Aim of the exercise. Your task is to copy each line of the material that holds the word "BotDetector".

Source material.
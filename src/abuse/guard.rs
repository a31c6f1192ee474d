//! Bot and rate-limit guard.
//!
//! Both checks require a detection API key; without one the guard is a
//! deliberate no-op. The gate is advisory, not a hard security boundary, so
//! failing open is acceptable — the skip is logged so misconfiguration stays
//! visible.

use std::net::IpAddr;
use std::sync::Arc;

use axum::body::Body;
use axum::http::header::{RETRY_AFTER, USER_AGENT};
use axum::http::{HeaderValue, Method, Request, Response, StatusCode};
use axum::response::IntoResponse;
use axum::Json;
use serde_json::json;

use crate::config::schema::{AbuseConfig, BotRuleMode, Environment};
use crate::observability::metrics;
use crate::security::cors::is_api_path;

use super::bot::{BotCategory, BotDetector, UserAgentDetector};
use super::rate_limit::ApiRateLimiter;

/// Evaluates the bot rule and, for state-changing API calls, the token
/// bucket. Returns a terminal deny response or `None` (continue).
pub struct AbuseGuard {
    enabled: bool,
    mode: BotRuleMode,
    allowed_categories: Vec<BotCategory>,
    detector: Arc<dyn BotDetector>,
    limiter: ApiRateLimiter,
    retry_after_secs: u64,
}

impl AbuseGuard {
    pub fn from_config(config: &AbuseConfig, environment: Environment) -> Self {
        Self::with_detector(config, environment, Arc::new(UserAgentDetector))
    }

    pub fn with_detector(
        config: &AbuseConfig,
        environment: Environment,
        detector: Arc<dyn BotDetector>,
    ) -> Self {
        let mode = config.mode.unwrap_or(if environment.is_production() {
            BotRuleMode::Live
        } else {
            BotRuleMode::DryRun
        });

        let allowed_categories = config
            .allowed_bot_categories
            .iter()
            .filter_map(|name| {
                let parsed = BotCategory::parse(name);
                if parsed.is_none() {
                    tracing::warn!(category = %name, "Unknown bot category in allowlist, ignoring");
                }
                parsed
            })
            .collect();

        let limiter = ApiRateLimiter::new(config.refill_rate, &config.interval, config.capacity);
        let retry_after_secs = config
            .retry_after_secs
            .unwrap_or_else(|| limiter.interval().as_secs());

        Self {
            enabled: config.api_key.is_some(),
            mode,
            allowed_categories,
            detector,
            limiter,
            retry_after_secs,
        }
    }

    pub fn enabled(&self) -> bool {
        self.enabled
    }

    /// Run both checks. `None` means continue.
    pub fn check<B>(&self, req: &Request<B>, client_ip: IpAddr) -> Option<Response<Body>> {
        if !self.enabled {
            tracing::debug!("Abuse detection not configured, skipping");
            return None;
        }

        let user_agent = req
            .headers()
            .get(USER_AGENT)
            .and_then(|v| v.to_str().ok())
            .unwrap_or("");

        if let Some(verdict) = self.detector.classify(user_agent) {
            if !self.allowed_categories.contains(&verdict.category) {
                match self.mode {
                    BotRuleMode::Live => {
                        tracing::warn!(
                            bot = %verdict.name,
                            category = verdict.category.as_str(),
                            "Denying bot request"
                        );
                        metrics::record_abuse_denied("bot");
                        return Some(
                            (StatusCode::FORBIDDEN, Json(json!({"error": "Forbidden"})))
                                .into_response(),
                        );
                    }
                    BotRuleMode::DryRun => {
                        tracing::warn!(
                            bot = %verdict.name,
                            category = verdict.category.as_str(),
                            "Bot rule violation (dry run, not denied)"
                        );
                    }
                }
            }
        }

        if is_state_changing(req.method()) && is_api_path(req.uri().path()) {
            let key = ApiRateLimiter::client_key(client_ip, user_agent);
            if !self.limiter.try_acquire(&key) {
                tracing::warn!(client = %client_ip, "API rate limit exceeded");
                metrics::record_abuse_denied("rate_limit");
                return Some(self.throttle_response());
            }
        }

        None
    }

    fn throttle_response(&self) -> Response<Body> {
        let mut response = (
            StatusCode::TOO_MANY_REQUESTS,
            Json(json!({"error": "Too many requests"})),
        )
            .into_response();

        let headers = response.headers_mut();
        if let Ok(value) = HeaderValue::from_str(&self.retry_after_secs.to_string()) {
            headers.insert(RETRY_AFTER, value.clone());
            headers.insert("x-ratelimit-reset", value);
        }
        if let Ok(value) = HeaderValue::from_str(&self.limiter.capacity().to_string()) {
            headers.insert("x-ratelimit-limit", value);
        }
        headers.insert("x-ratelimit-remaining", HeaderValue::from_static("0"));
        response
    }
}

fn is_state_changing(method: &Method) -> bool {
    matches!(
        *method,
        Method::POST | Method::PUT | Method::PATCH | Method::DELETE
    )
}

Result.
use super::bot::{BotCategory, BotDetector, UserAgentDetector};
    detector: Arc<dyn BotDetector>,
        detector: Arc<dyn BotDetector>,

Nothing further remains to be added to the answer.